Collected data
- - -

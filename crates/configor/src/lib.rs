//! # configor - environment-aware configuration
//!
//! Resolves a configuration struct from three layered sources:
//! - structured files (json, yaml, toml)
//! - environment variables
//! - defaults and required markers declared per field
//!
//! ## Introduction for developers
//!
//! Read this to understand how `configor` works internally.
//!
//! ### Describing the target
//!
//! Rust has no runtime reflection. A target type implements
//! [schema::Configurable] and lists its [schema::Field]s: the field name (used
//! to derive environment variable names), the serialized name (the key in
//! files), default literal, `required`, an explicit variable name and whether
//! the field is a nested struct, an optional nested struct, a sequence of
//! structs or an embedded (`#[serde(flatten)]`) struct.
//!
//! ### Environment
//!
//! The environment name decides which files are loaded in addition to the ones
//! asked for (see [session::Configor::environment]):
//! 1. [session::Config::environment]
//! 2. `CONFIGOR_ENV`
//! 3. `test` when the program name looks like a test binary
//! 4. `development`
//!
//! ### Loading files
//!
//! see [files::resolve]
//!
//! Given `config.yml` and the environment `production`, we load `config.yml`
//! and then `config.production.yml`, each only if it exists. If neither exists
//! `config.example.yml` is used. Multiple files are loaded last to first so
//! the first file wins.
//!
//! Each file is decoded by [format::decode] into a [serde_yaml::Value] tree and
//! merged into the trees of the files before it ([value::deep_merge]). Keys no
//! field declares are an error when
//! [session::Config::error_on_unmatched_keys] is set.
//!
//! ### Resolving fields
//!
//! see [fields::FieldResolver]
//!
//! The merged tree is walked along the field description. Every field may be
//! overridden by an environment variable. Variable names are built from the
//! global prefix (`Configor` unless configured otherwise) and the names of all
//! enclosing fields:
//!
//! | **field**              | **variables** (first match wins)                          |
//! |------------------------|-----------------------------------------------------------|
//! | `APPName`              | `Configor_APPName`, `CONFIGOR_APPNAME`                    |
//! | `DB.Name`              | `Configor_DB_Name`, `CONFIGOR_DB_NAME`                    |
//! | `Contacts[0].Email`    | `Configor_Contacts_0_Email`, `CONFIGOR_CONTACTS_0_EMAIL`  |
//!
//! Values are parsed as yaml into the type of the field. A field that is still
//! zero afterwards gets its default, or fails when it is required.
//!
//! ### Output
//!
//! Finally the tree is deserialized into the target type with serde.
//!
//! ## Example
//!
//! ```
//! use configor::environment::MapEnvironment;
//! use configor::schema::{Configurable, Field};
//! use configor::session::{Config, Configor};
//! use serde::{Deserialize, Serialize};
//!
//! #[derive(Debug, Default, Serialize, Deserialize)]
//! #[serde(default)]
//! struct Settings {
//!     #[serde(rename = "APPName")]
//!     app_name: String,
//!     #[serde(rename = "Port")]
//!     port: u16,
//! }
//!
//! impl Configurable for Settings {
//!     fn fields() -> Vec<Field> {
//!         vec![
//!             Field::scalar::<String>("APPName").default("configor"),
//!             Field::scalar::<u16>("Port").required(),
//!         ]
//!     }
//! }
//!
//! let env = MapEnvironment::default().set("APP_PORT", "8080");
//! let config = Config {
//!     env_prefix: Some("APP".to_string()),
//!     ..Default::default()
//! };
//!
//! let no_files: [&str; 0] = [];
//! let settings: Settings = Configor::with_environment(config, env).load(&no_files)?;
//!
//! assert_eq!(settings.app_name, "configor");
//! assert_eq!(settings.port, 8080);
//! # Ok::<(), configor::Error>(())
//! ```
pub mod environment;
mod error;
pub mod fields;
pub mod files;
pub mod format;
pub mod schema;
pub mod session;
pub mod value;

pub use error::{DecodeError, Error, UnmatchedKeysError};
pub use schema::{Configurable, Field};
pub use session::{Config, Configor};

/// Loads `T` from `files` with default options and the process environment
pub fn load<T: Configurable, P: AsRef<std::path::Path>>(files: &[P]) -> Result<T, Error> {
    Configor::default().load(files)
}

/// Name of the current environment, see [Configor::environment]
pub fn env() -> String {
    Configor::default().environment()
}
mod cli;

use configor::{Config, Configor};

fn main() {
    use clap::Parser;
    let cli = cli::Cli::parse();

    tracing_subscriber::fmt()
        .with_env_filter(tracing_subscriber::EnvFilter::from_env("CONFIGOR_LOG"))
        .with_writer(std::io::stderr)
        .init();

    for new_path in cli.directory.iter() {
        match new_path.canonicalize() {
            Err(e) => {
                eprintln!(
                    "Failed to resolve path for -C/--directory {}\n{}",
                    new_path.display(),
                    e
                );
                std::process::exit(1);
            }
            Ok(cwd) => {
                if let Err(err) = std::env::set_current_dir(&cwd) {
                    eprintln!("Failed to set work directory to {}\n{}", cwd.display(), err,);
                    std::process::exit(1);
                }

                tracing::info!(directory=%cwd.display(), "Changed working directory");
            }
        }
    }

    let configor = session(&cli.session);

    let command_result = match cli.command {
        cli::Command::Env => env(&configor),
        cli::Command::Files(files_cli) => files(&configor, files_cli),
        cli::Command::Merge(merge_cli) => merge(&configor, merge_cli),
    };

    if let Err(e) = command_result {
        for error in e.chain() {
            eprintln!("{error}")
        }
        std::process::exit(1);
    }
}

fn session(args: &cli::SessionArgs) -> Configor {
    Configor::new(Config {
        environment: args.environment.clone(),
        env_prefix: args.prefix.clone(),
        debug: args.debug,
        verbose: args.verbose,
        error_on_unmatched_keys: false,
    })
}

fn env(configor: &Configor) -> anyhow::Result<()> {
    println!("environment: {}", configor.environment());
    match configor.global_prefix() {
        Some(prefix) => println!("prefix: {prefix}"),
        None => println!("prefix: (none)"),
    }
    Ok(())
}

fn files(configor: &Configor, cli: cli::FilesCommand) -> anyhow::Result<()> {
    let files = configor.configuration_files(&cli.files);
    anyhow::ensure!(!files.is_empty(), "No files found");

    for file in files {
        println!("{}\t{}", file.origin, file.path.display());
    }
    Ok(())
}

fn merge(configor: &Configor, cli: cli::MergeCommand) -> anyhow::Result<()> {
    let value = configor.merge(&cli.files)?;

    match cli.output.format {
        cli::OutputFormat::Yaml => serde_yaml::to_writer(std::io::stdout(), &value)?,
        cli::OutputFormat::Json => serde_json::to_writer_pretty(std::io::stdout(), &value)?,
    };

    Ok(())
}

- - -

## Your goal
Return a copy of each line in the entries that carries the string "MapEnvironment".

## Result for this exercise
//! use configor::environment::MapEnvironment;
//! let env = MapEnvironment::default().set("APP_PORT", "8080");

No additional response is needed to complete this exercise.